The following high-level diagram illustrates the scenario:
The following high-level diagram illustrates the scenario:
Scope
FortiGate.
Solution
Set up requirements:
- Establish IPsec VPN tunnel between both FortiGates.
- Server side (subnet 10.167.0.0/22) should be able to reach the Client side (subnet 10.144.0.0/22).
- VLC player installed on the server and client side to simulate the stream.
- 'multicast-forward' should be enabled in both peers.
- 'multicast-router' must be disabled in both peers.
- 'multicast firewall policies' should be configured in both peers.

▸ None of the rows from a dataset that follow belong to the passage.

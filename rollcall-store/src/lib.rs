//! Local SQLite store for the Rollcall attendance engine.
//!
//! Provides:
//! - Durable on-device storage for students, teachers, attendance records,
//!   the school-period singleton and school events
//! - Field-equality lookups and flag-only partial updates
//! - A `sync_metadata` table for reconciliation state (last sync timestamp)
//! - A change bus feeding live-updating list snapshots
//!
//! The local store is the source of truth for reads; the remote mirror is
//! reconciled separately by the sync engine.

pub mod error;
pub mod live;
pub mod models;

mod attendance;
mod calendar;
mod students;
mod teachers;

pub use error::{StoreError, StoreResult};
pub use live::Table;
pub use models::*;

use chrono::{DateTime, Utc};
use sqlx::sqlite::{SqlitePool, SqlitePoolOptions};
use sqlx::Row;
use tokio::sync::broadcast;

const LAST_SYNC_KEY: &str = "last_sync_at";

/// Configuration for the local database.
#[derive(Debug, Clone)]
pub struct StoreConfig {
    /// Path to the database file.
    pub db_path: String,
    /// Maximum number of connections in the pool.
    pub max_connections: u32,
    /// Whether to enable WAL mode.
    pub enable_wal: bool,
}

impl Default for StoreConfig {
    fn default() -> Self {
        Self {
            db_path: "rollcall_local.db".to_string(),
            max_connections: 5,
            enable_wal: true,
        }
    }
}

/// Local database handle.
pub struct LocalStore {
    pool: SqlitePool,
    changes: broadcast::Sender<Table>,
}

impl LocalStore {
    /// Open (and bootstrap) the local database.
    pub async fn open(config: StoreConfig) -> StoreResult<Self> {
        let db_url = format!("sqlite:{}", config.db_path);

        let pool = SqlitePoolOptions::new()
            .max_connections(config.max_connections)
            .connect(&db_url)
            .await?;

        // WAL lets the sync pass read while a recording flow writes.
        if config.enable_wal {
            sqlx::query("PRAGMA journal_mode = WAL").execute(&pool).await?;
        }

        sqlx::query("PRAGMA foreign_keys = ON").execute(&pool).await?;

        let (changes, _) = broadcast::channel(64);
        let store = Self { pool, changes };
        store.initialize_schema().await?;

        Ok(store)
    }

    /// Initialize database schema.
    async fn initialize_schema(&self) -> StoreResult<()> {
        sqlx::query(
            r#"
            CREATE TABLE IF NOT EXISTS students (
                id TEXT PRIMARY KEY,
                first_name TEXT NOT NULL,
                last_name TEXT NOT NULL,
                grade TEXT NOT NULL,
                section TEXT NOT NULL,
                username TEXT,
                password TEXT,
                has_changed_credentials INTEGER NOT NULL DEFAULT 0,
                is_archived INTEGER NOT NULL DEFAULT 0
            )
            "#,
        )
        .execute(&self.pool)
        .await?;

        sqlx::query("CREATE INDEX IF NOT EXISTS idx_students_class ON students(grade, section)")
            .execute(&self.pool)
            .await?;
        sqlx::query("CREATE INDEX IF NOT EXISTS idx_students_username ON students(username)")
            .execute(&self.pool)
            .await?;

        sqlx::query(
            r#"
            CREATE TABLE IF NOT EXISTS teachers (
                id TEXT PRIMARY KEY,
                username TEXT NOT NULL UNIQUE,
                password TEXT NOT NULL,
                first_name TEXT NOT NULL,
                last_name TEXT NOT NULL,
                email TEXT,
                role TEXT NOT NULL,
                department TEXT,
                advisory_grade TEXT,
                advisory_section TEXT,
                advisory_track TEXT,
                advisory_start_time TEXT,
                has_changed_credentials INTEGER NOT NULL DEFAULT 0
            )
            "#,
        )
        .execute(&self.pool)
        .await?;

        sqlx::query(
            r#"
            CREATE TABLE IF NOT EXISTS attendance (
                id INTEGER PRIMARY KEY AUTOINCREMENT,
                student_id TEXT NOT NULL,
                timestamp INTEGER NOT NULL,
                status TEXT NOT NULL,
                kind TEXT NOT NULL DEFAULT 'homeroom',
                subject TEXT,
                academic_period TEXT NOT NULL DEFAULT '',
                synced INTEGER NOT NULL DEFAULT 0
            )
            "#,
        )
        .execute(&self.pool)
        .await?;

        sqlx::query(
            "CREATE INDEX IF NOT EXISTS idx_attendance_identity ON attendance(student_id, timestamp)",
        )
        .execute(&self.pool)
        .await?;
        sqlx::query("CREATE INDEX IF NOT EXISTS idx_attendance_synced ON attendance(synced)")
            .execute(&self.pool)
            .await?;

        sqlx::query(
            r#"
            CREATE TABLE IF NOT EXISTS school_period (
                id INTEGER PRIMARY KEY,
                school_year TEXT NOT NULL,
                q1_start INTEGER NOT NULL DEFAULT 0,
                q1_end INTEGER NOT NULL DEFAULT 0,
                q2_start INTEGER NOT NULL DEFAULT 0,
                q2_end INTEGER NOT NULL DEFAULT 0,
                q3_start INTEGER NOT NULL DEFAULT 0,
                q3_end INTEGER NOT NULL DEFAULT 0,
                q4_start INTEGER NOT NULL DEFAULT 0,
                q4_end INTEGER NOT NULL DEFAULT 0,
                shs_q1_start INTEGER NOT NULL DEFAULT 0,
                shs_q1_end INTEGER NOT NULL DEFAULT 0,
                shs_q2_start INTEGER NOT NULL DEFAULT 0,
                shs_q2_end INTEGER NOT NULL DEFAULT 0,
                shs_q3_start INTEGER NOT NULL DEFAULT 0,
                shs_q3_end INTEGER NOT NULL DEFAULT 0,
                shs_q4_start INTEGER NOT NULL DEFAULT 0,
                shs_q4_end INTEGER NOT NULL DEFAULT 0
            )
            "#,
        )
        .execute(&self.pool)
        .await?;

        sqlx::query(
            r#"
            CREATE TABLE IF NOT EXISTS school_events (
                id INTEGER PRIMARY KEY AUTOINCREMENT,
                date INTEGER NOT NULL,
                title TEXT NOT NULL,
                event_type TEXT NOT NULL,
                description TEXT,
                is_no_class INTEGER NOT NULL DEFAULT 0,
                synced INTEGER NOT NULL DEFAULT 0
            )
            "#,
        )
        .execute(&self.pool)
        .await?;

        sqlx::query("CREATE INDEX IF NOT EXISTS idx_events_date ON school_events(date)")
            .execute(&self.pool)
            .await?;

        sqlx::query(
            r#"
            CREATE TABLE IF NOT EXISTS sync_metadata (
                key TEXT PRIMARY KEY,
                value TEXT NOT NULL,
                updated_at TEXT NOT NULL
            )
            "#,
        )
        .execute(&self.pool)
        .await?;

        Ok(())
    }

    /// Get database pool.
    pub fn pool(&self) -> &SqlitePool {
        &self.pool
    }

    /// Subscribe to table-change notifications.
    pub fn subscribe(&self) -> broadcast::Receiver<Table> {
        self.changes.subscribe()
    }

    pub(crate) fn notify(&self, table: Table) {
        // No subscribers is not an error.
        let _ = self.changes.send(table);
    }

    pub async fn set_metadata(&self, key: &str, value: &str) -> StoreResult<()> {
        sqlx::query(
            r#"
            INSERT INTO sync_metadata (key, value, updated_at)
            VALUES (?, ?, ?)
            ON CONFLICT(key) DO UPDATE SET
                value = excluded.value,
                updated_at = excluded.updated_at
            "#,
        )
        .bind(key)
        .bind(value)
        .bind(Utc::now().to_rfc3339())
        .execute(&self.pool)
        .await?;
        Ok(())
    }

    pub async fn metadata(&self, key: &str) -> StoreResult<Option<String>> {
        let row = sqlx::query("SELECT value FROM sync_metadata WHERE key = ?")
            .bind(key)
            .fetch_optional(&self.pool)
            .await?;
        match row {
            Some(row) => Ok(Some(row.try_get("value")?)),
            None => Ok(None),
        }
    }

    /// Timestamp of the last fully successful sync pass, if any.
    pub async fn last_sync(&self) -> StoreResult<Option<DateTime<Utc>>> {
        match self.metadata(LAST_SYNC_KEY).await? {
            Some(raw) => {
                let parsed = DateTime::parse_from_rfc3339(&raw)
                    .map_err(|e| StoreError::InvalidRow(format!("invalid timestamp: {}", e)))?;
                Ok(Some(parsed.with_timezone(&Utc)))
            }
            None => Ok(None),
        }
    }

    pub async fn set_last_sync(&self, at: DateTime<Utc>) -> StoreResult<()> {
        self.set_metadata(LAST_SYNC_KEY, &at.to_rfc3339()).await
    }

    /// Close database connection.
    pub async fn close(self) {
        self.pool.close().await;
    }
}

- The multicast traffic received on the ingress interface will not be forwarded over the tunnel if the TTL value is too small to go through the FortiGate (default value TTL=1). Therefore, it is necessary to enable 'multicast-ttl-notchange' or adjust the value in the server. In this scenario, 'multicast-ttl-notchange' was enabled in both peers.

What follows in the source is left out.